Exercise aim:
Nothing below is to be printed except the lines between the line holding "filename gen-builder/src/lib.rs" and the line holding "its indentation primitives", inclusive, each exactly as it appears.
++++++++++
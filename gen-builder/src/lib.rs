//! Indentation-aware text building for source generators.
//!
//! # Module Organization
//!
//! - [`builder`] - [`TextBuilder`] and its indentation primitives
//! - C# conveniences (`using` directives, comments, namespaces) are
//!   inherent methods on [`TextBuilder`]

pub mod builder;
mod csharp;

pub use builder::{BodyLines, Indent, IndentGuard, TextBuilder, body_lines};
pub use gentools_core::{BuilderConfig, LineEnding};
++++++++++
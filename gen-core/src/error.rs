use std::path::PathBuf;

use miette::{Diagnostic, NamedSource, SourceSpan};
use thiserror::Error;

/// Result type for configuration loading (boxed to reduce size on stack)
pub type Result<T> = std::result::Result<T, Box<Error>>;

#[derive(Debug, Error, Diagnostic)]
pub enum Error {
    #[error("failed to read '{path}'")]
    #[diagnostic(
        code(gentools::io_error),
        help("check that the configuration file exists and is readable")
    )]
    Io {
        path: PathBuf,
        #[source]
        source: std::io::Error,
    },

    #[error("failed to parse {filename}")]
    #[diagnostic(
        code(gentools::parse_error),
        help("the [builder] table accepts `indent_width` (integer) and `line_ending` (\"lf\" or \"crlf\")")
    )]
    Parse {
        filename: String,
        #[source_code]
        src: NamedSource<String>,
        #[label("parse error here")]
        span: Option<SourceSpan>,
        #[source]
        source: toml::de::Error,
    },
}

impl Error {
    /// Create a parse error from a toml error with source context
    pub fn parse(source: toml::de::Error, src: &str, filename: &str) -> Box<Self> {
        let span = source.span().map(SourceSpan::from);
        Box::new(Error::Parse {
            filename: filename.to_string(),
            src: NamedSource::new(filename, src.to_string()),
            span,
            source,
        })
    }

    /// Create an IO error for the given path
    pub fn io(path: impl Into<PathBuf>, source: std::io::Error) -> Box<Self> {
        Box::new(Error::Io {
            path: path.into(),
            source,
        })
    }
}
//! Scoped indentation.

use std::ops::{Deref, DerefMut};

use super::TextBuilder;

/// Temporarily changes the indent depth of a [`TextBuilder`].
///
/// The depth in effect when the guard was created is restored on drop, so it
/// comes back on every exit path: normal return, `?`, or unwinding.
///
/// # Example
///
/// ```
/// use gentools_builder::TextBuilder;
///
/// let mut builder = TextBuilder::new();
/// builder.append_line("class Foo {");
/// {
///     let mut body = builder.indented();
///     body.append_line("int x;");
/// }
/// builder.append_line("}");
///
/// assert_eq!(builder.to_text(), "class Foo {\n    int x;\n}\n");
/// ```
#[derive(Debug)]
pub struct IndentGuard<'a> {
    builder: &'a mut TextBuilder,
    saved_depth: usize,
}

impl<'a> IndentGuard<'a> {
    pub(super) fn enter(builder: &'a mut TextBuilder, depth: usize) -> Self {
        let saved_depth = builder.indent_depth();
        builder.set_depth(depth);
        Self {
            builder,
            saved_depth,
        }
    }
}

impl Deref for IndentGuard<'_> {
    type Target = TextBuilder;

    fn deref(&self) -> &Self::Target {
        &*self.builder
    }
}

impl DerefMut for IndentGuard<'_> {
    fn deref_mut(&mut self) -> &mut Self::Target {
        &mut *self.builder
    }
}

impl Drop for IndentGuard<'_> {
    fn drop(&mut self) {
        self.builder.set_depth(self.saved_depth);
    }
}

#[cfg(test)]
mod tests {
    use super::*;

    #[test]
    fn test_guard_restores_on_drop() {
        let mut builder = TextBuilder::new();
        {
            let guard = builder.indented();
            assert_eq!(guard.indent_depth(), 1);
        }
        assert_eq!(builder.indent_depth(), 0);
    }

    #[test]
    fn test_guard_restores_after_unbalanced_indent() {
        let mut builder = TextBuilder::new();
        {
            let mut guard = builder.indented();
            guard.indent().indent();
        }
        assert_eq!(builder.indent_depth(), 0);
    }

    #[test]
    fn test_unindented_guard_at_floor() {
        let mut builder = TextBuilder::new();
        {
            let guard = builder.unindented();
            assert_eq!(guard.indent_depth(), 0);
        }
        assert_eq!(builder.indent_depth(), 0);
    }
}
++++++++++
Task output:
filename gen-builder/src/lib.rs
//! Indentation-aware text building for source generators.
//!
//! # Module Organization
//!
//! - [`builder`] - [`TextBuilder`] and its indentation primitives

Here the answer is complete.